O desempenho econômico superior dos EUA tem sido impulsionado em parte pela independência energética e por gastos governamentais massivos, segundo Neil Shearing, economista-chefe da consultoria Capital Economics em Londres. Como os EUA exportam mais energia do que importam – incluindo milhões de barris/mês de petróleo para a China -, o país se beneficia quando os preços da energia sobem, ao contrário do que acontece com importadores líquidos, como China e Europa.
A consequência é que o papel tradicional dos EUA como o centro da economia mundial se tornou ainda mais pronunciado nos anos que se passaram o primeiro mandato de Trump, a pandemia e a invasão da Ucrânia pela Rússia.
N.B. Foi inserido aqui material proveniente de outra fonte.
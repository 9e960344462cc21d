use anyhow::{bail, Result};

#[derive(Debug, Clone, PartialEq)]
pub struct TextChunk {
    pub text: String,
    pub chunk_index: usize,
}

/// Splits text into overlapping windows measured in characters.
///
/// Each window prefers to end on a paragraph break, then a line break, then a
/// sentence end, then a space; it only falls back to a hard cut when none of those
/// appear in the second half of the window.
#[derive(Debug, Clone, Copy)]
pub struct Chunker {
    size: usize,
    overlap: usize,
}

const BREAKS: [&str; 5] = ["\n\n", "\n", ". ", "? ", "! "];

impl Chunker {
    pub fn new(size: usize, overlap: usize) -> Result<Self> {
        if size == 0 {
            bail!("chunk size must be greater than zero");
        }
        if overlap >= size {
            bail!("chunk overlap ({}) must be smaller than chunk size ({})", overlap, size);
        }
        Ok(Self { size, overlap })
    }

    pub fn split(&self, text: &str) -> Vec<TextChunk> {
        let text = text.trim();
        if text.is_empty() {
            return Vec::new();
        }

        // Byte offset of every char, plus the end of the text.
        let offsets: Vec<usize> = text
            .char_indices()
            .map(|(i, _)| i)
            .chain(std::iter::once(text.len()))
            .collect();
        let char_count = offsets.len() - 1;

        let mut chunks = Vec::new();
        let mut start = 0;

        loop {
            let mut end = (start + self.size).min(char_count);
            if end < char_count {
                end = self.break_point(text, &offsets, start, end);
            }

            let piece = text[offsets[start]..offsets[end]].trim();
            if !piece.is_empty() {
                chunks.push(TextChunk {
                    text: piece.to_string(),
                    chunk_index: chunks.len(),
                });
            }

            if end >= char_count {
                break;
            }
            let next = end.saturating_sub(self.overlap);
            start = if next > start { next } else { end };
        }

        chunks
    }

    fn break_point(&self, text: &str, offsets: &[usize], start: usize, end: usize) -> usize {
        let window = &text[offsets[start]..offsets[end]];
        let min_end = start + self.size / 2;

        for sep in BREAKS.iter().copied().chain(std::iter::once(" ")) {
            if let Some(pos) = window.rfind(sep) {
                let byte_end = offsets[start] + pos + sep.len();
                let char_end = offsets.partition_point(|&o| o < byte_end);
                if char_end > min_end {
                    return char_end;
                }
            }
        }
        end
    }
}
Sua influência sobre a economia da Europa é um exemplo. Os EUA são hoje o maior mercado de exportação da Europa, já que o comércio transatlântico disparou nos últimos anos e as importações europeias da China estagnaram. Os EUA também substituíram a Rússia como principal fornecedor de energia da Europa. A Europa tem grandes superávits comerciais com os EUA, mas grandes déficits comerciais com a China.
Tarifas dos EUA para todos os países abriria uma nova era no comércio mundial”
O resultado é que o acesso ao mercado dos EUA é muito mais importante para a Europa do que o acesso aos mercados europeus é para os EUA. Essa assimetria dará a Trump uma vantagem nas negociações comerciais com a Europa, de acordo com economistas.
A Alemanha exporta cerca de 7% de todo o seu valor agregado de manufatura para os EUA, mas importa apenas cerca de 0,8% do valor agregado da manufatura dos EUA, de acordo com um estudo publicado em setembro por pesquisadores do Instituto Ifo de Pesquisa Econômica, da Alemanha.
“As empresas alemãs são vulneráveis a Trump”, afirmou Marcel Fratzscher, presidente do instituto de pesquisa econômica DIW Berlin, que tem sede em Berlim.
Algumas partes da Ásia se beneficiaram com as mudanças nas cadeias de fornecimento provocadas pela guerra comercial de Trump contra a China. Muitos fabricantes, até mesmo chineses, transferiram suas fábricas para países como Vietnã e Camboja. Nos últimos seis meses, as exportações do Sudeste Asiático para os EUA ultrapassaram as da China. Mas isso também os deixa mais expostos a tarifas generalizadas, uma política que os assessores de Trump dizem que será necessária para obrigar a manufatura a voltar para os EUA.
É claro que as políticas de Trump podem criar forças contrárias. As tarifas reduziriam as importações e poderiam afetar a produtividade, mas os cortes de impostos elevariam os gastos das famílias e das empresas, incluindo, inevitavelmente, os feitos com importações. Outros países poderiam retaliar taxando produtos dos EUA.
Ao mesmo tempo, um mercado de trabalho aquecido nos EUA elevou os salários, o que é bom para esses trabalhadores. Mas isso poderia pressionar os empregadores a aumentar preços, o que os tornaria mais vulneráveis à concorrência estrangeira.
Muitos economistas estão se preparando para um tipo de guerra comercial diferente da de Trump 1.0, quando o comércio caiu entre os EUA e a China, mas foi redirecionado para outros países. “Enquanto o protecionismo se referir a apenas um país, a China, o mundo pode viver com isso”, disse Joerg Kraemer, do Commerzbank. “A coisa se torna difícil ou perigosa se você implementar tarifas para todos os países. Esta seria uma nova era no comércio mundial.”